:: Records supplied ::

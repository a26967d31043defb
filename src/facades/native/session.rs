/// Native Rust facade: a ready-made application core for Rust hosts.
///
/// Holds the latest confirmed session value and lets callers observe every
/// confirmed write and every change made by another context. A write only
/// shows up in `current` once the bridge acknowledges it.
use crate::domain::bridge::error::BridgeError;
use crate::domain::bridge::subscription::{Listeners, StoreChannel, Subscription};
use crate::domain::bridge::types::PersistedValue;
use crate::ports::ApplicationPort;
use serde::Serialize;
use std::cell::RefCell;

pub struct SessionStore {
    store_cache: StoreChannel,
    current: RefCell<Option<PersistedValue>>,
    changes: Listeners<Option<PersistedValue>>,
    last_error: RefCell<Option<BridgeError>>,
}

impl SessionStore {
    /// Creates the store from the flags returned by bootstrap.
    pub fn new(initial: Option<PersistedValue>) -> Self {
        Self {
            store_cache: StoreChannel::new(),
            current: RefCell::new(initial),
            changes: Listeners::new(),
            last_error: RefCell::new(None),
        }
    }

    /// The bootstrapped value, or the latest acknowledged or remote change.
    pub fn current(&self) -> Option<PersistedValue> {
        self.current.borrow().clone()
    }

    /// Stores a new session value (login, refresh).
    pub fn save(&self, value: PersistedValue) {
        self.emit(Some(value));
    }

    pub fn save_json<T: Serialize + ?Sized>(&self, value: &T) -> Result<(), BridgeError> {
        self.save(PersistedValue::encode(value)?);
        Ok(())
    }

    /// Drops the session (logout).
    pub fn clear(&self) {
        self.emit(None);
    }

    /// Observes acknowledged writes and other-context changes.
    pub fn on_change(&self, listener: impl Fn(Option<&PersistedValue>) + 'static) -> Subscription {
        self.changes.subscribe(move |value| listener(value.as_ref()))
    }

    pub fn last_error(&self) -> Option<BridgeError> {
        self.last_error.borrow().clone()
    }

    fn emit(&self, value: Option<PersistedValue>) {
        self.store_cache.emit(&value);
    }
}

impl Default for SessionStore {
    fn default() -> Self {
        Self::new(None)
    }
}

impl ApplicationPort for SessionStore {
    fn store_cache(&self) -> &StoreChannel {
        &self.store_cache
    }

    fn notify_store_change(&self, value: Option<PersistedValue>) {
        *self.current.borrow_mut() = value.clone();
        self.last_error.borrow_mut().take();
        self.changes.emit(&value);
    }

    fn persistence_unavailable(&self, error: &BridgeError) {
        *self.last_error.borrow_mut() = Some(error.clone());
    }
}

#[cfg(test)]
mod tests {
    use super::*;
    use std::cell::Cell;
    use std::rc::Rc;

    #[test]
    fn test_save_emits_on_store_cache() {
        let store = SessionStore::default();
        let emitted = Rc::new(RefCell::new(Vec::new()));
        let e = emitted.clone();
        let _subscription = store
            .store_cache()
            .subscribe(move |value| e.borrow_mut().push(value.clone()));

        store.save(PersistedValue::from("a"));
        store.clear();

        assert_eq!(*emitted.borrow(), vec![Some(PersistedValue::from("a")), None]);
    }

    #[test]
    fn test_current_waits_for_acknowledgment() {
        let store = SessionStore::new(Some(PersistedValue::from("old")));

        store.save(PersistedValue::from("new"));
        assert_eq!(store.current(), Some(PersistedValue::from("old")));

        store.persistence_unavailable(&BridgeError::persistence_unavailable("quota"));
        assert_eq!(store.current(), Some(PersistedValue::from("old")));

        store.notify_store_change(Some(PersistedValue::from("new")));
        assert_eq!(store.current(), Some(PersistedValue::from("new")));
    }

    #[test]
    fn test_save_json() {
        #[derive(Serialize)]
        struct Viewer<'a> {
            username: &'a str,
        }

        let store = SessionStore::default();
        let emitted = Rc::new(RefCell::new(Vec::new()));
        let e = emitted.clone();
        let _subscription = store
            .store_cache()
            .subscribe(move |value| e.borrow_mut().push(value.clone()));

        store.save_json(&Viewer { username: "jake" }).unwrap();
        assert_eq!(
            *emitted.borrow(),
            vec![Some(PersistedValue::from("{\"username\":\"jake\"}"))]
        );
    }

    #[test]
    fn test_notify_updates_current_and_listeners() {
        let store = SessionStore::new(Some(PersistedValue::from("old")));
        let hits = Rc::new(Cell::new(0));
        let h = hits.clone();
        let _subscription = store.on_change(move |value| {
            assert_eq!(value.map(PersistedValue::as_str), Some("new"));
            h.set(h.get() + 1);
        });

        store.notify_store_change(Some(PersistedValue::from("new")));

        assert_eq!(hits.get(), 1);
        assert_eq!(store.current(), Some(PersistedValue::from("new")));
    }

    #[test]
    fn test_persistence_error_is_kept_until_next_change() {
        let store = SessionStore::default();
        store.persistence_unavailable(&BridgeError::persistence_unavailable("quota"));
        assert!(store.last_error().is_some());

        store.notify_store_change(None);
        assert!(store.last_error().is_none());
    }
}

:::
:: Records supplied ::

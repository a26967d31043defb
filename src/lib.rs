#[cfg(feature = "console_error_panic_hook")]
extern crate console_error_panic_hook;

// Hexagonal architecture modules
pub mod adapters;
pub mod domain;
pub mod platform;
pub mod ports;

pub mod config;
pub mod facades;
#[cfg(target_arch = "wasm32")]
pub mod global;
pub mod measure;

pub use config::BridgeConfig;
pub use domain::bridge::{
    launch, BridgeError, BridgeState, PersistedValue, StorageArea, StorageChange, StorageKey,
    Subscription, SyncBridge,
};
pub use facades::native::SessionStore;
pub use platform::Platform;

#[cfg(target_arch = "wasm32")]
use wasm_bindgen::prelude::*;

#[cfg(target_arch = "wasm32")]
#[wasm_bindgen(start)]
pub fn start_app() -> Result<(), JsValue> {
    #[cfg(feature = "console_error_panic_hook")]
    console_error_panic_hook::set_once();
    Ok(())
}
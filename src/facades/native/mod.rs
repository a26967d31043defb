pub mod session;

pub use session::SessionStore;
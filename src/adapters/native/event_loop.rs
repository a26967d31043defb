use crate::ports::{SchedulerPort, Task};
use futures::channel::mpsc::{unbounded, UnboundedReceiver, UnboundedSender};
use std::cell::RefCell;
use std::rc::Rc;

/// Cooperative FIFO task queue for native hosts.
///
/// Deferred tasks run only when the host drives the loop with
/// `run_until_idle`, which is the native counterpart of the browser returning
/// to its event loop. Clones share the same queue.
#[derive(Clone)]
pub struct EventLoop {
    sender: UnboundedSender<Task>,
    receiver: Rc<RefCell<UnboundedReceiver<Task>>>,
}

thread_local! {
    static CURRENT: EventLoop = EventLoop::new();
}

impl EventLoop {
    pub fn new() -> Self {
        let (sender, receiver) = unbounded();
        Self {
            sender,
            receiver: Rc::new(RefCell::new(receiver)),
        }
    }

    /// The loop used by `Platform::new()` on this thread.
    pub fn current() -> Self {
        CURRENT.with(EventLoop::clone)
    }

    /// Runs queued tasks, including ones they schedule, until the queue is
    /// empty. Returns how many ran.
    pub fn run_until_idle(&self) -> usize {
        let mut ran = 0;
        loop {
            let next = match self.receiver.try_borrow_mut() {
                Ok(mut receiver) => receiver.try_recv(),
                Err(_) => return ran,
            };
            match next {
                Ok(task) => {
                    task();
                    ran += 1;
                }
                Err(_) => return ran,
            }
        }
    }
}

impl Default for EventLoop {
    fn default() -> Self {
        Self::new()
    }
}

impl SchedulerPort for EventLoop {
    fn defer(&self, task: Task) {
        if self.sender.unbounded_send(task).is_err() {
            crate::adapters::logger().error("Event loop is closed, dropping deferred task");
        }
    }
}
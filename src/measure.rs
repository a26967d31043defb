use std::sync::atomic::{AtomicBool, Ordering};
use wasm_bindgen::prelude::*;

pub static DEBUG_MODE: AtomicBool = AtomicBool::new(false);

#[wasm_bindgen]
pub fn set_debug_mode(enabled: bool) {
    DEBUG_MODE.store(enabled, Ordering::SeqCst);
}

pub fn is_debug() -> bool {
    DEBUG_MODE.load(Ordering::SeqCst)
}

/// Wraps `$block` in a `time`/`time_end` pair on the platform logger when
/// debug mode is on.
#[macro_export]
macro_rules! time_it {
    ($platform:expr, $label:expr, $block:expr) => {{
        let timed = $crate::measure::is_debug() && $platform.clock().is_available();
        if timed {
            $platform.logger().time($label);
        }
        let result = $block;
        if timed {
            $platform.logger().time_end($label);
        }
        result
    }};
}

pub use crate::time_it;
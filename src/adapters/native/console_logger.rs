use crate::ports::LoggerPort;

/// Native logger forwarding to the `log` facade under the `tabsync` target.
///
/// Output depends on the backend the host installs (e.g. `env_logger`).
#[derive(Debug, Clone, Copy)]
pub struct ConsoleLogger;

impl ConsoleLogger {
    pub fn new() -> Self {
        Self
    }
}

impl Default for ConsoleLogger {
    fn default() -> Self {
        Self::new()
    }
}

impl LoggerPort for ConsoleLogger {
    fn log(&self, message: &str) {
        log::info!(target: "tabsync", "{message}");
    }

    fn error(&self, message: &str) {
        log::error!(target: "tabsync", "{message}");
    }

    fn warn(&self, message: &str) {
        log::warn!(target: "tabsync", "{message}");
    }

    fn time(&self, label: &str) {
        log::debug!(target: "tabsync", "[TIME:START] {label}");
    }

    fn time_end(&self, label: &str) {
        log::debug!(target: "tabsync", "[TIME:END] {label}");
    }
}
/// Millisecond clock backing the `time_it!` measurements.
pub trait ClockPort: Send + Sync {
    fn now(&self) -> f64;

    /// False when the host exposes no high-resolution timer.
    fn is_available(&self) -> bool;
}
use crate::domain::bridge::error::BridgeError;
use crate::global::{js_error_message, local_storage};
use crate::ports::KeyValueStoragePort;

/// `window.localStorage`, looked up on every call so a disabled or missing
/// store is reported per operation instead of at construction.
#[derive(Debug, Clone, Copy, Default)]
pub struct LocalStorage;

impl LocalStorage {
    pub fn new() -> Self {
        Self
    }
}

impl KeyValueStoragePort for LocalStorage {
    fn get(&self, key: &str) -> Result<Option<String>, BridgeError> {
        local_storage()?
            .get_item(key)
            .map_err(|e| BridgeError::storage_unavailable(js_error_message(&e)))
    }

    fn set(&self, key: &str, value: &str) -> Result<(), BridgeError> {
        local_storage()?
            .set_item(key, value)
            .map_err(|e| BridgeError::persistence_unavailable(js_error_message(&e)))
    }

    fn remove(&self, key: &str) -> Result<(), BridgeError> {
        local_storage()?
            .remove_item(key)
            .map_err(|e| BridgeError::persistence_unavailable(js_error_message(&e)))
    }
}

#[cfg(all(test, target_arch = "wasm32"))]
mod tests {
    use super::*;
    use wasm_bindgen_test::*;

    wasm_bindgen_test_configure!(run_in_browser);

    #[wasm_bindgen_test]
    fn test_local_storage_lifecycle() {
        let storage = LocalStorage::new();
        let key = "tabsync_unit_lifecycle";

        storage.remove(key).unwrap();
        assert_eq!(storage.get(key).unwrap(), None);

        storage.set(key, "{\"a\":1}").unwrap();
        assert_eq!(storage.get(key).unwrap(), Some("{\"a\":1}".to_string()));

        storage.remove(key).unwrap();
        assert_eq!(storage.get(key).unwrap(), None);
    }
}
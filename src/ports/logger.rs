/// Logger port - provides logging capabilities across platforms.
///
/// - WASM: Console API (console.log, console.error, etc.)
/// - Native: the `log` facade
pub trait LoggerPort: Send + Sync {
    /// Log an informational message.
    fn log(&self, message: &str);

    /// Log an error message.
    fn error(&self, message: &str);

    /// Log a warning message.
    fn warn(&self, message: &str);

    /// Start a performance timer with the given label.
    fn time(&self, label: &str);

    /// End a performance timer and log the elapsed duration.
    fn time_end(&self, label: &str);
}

:::
:: Records supplied ::

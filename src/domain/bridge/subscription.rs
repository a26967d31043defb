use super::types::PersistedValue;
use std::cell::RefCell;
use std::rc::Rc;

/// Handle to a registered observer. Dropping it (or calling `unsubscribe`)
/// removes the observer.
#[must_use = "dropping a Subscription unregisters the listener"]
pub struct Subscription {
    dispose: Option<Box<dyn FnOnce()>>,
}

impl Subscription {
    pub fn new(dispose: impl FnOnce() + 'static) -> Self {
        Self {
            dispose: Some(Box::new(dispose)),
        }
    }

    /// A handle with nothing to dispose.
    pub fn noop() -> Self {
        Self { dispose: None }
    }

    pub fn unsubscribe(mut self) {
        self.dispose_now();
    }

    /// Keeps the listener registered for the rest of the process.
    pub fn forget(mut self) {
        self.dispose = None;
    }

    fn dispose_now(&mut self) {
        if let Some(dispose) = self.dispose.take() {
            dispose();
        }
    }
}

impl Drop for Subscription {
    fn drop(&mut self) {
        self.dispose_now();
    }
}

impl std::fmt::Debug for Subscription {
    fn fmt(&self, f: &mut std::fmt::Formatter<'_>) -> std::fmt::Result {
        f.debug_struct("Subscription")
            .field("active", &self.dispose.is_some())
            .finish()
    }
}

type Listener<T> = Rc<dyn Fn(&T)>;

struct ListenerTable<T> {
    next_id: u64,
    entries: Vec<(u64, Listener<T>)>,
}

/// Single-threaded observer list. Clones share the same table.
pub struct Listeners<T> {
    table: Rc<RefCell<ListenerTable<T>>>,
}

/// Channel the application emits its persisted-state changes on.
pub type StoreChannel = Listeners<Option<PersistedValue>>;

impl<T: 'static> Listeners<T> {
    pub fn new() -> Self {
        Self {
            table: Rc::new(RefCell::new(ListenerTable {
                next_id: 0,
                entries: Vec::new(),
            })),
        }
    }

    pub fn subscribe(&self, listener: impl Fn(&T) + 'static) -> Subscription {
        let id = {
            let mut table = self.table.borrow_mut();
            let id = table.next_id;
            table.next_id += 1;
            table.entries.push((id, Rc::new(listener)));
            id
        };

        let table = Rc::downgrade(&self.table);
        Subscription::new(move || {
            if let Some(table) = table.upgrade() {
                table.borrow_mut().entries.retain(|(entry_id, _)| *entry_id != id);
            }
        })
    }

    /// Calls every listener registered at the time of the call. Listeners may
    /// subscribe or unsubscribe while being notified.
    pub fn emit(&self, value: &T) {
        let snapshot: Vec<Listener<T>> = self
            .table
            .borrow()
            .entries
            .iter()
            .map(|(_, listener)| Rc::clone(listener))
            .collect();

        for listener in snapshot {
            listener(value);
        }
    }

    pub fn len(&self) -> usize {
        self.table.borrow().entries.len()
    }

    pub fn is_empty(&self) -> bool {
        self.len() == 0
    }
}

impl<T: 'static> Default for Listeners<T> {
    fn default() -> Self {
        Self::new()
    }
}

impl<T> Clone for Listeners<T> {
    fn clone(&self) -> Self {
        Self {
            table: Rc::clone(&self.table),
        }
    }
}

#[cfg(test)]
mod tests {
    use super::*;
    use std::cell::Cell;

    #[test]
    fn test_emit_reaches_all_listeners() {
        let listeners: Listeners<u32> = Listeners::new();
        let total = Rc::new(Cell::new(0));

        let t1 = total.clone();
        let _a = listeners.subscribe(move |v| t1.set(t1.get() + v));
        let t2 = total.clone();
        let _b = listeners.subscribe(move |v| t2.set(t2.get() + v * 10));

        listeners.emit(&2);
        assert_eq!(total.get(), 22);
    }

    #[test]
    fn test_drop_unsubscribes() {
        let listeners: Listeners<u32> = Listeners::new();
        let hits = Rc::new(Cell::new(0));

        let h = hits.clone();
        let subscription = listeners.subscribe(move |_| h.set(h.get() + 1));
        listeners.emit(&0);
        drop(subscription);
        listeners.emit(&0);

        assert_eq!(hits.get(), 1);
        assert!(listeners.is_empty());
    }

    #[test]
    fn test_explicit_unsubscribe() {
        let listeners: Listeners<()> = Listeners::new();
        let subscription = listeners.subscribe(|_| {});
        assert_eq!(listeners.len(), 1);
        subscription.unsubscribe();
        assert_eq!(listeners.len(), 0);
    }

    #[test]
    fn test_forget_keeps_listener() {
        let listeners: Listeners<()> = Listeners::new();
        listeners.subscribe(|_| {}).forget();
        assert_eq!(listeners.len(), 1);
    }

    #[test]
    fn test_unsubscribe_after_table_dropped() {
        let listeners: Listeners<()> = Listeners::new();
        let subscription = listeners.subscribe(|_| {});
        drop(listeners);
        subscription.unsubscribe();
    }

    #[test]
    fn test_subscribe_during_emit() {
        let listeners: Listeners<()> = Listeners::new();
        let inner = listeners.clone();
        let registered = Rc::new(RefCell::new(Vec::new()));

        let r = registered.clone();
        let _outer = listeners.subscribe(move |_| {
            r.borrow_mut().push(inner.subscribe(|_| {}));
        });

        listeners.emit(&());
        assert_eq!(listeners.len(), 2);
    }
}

:::

◆ What is needed: Check the data above line by line for the word "Copy". State only how many lines contain it.

◆ Solution: 2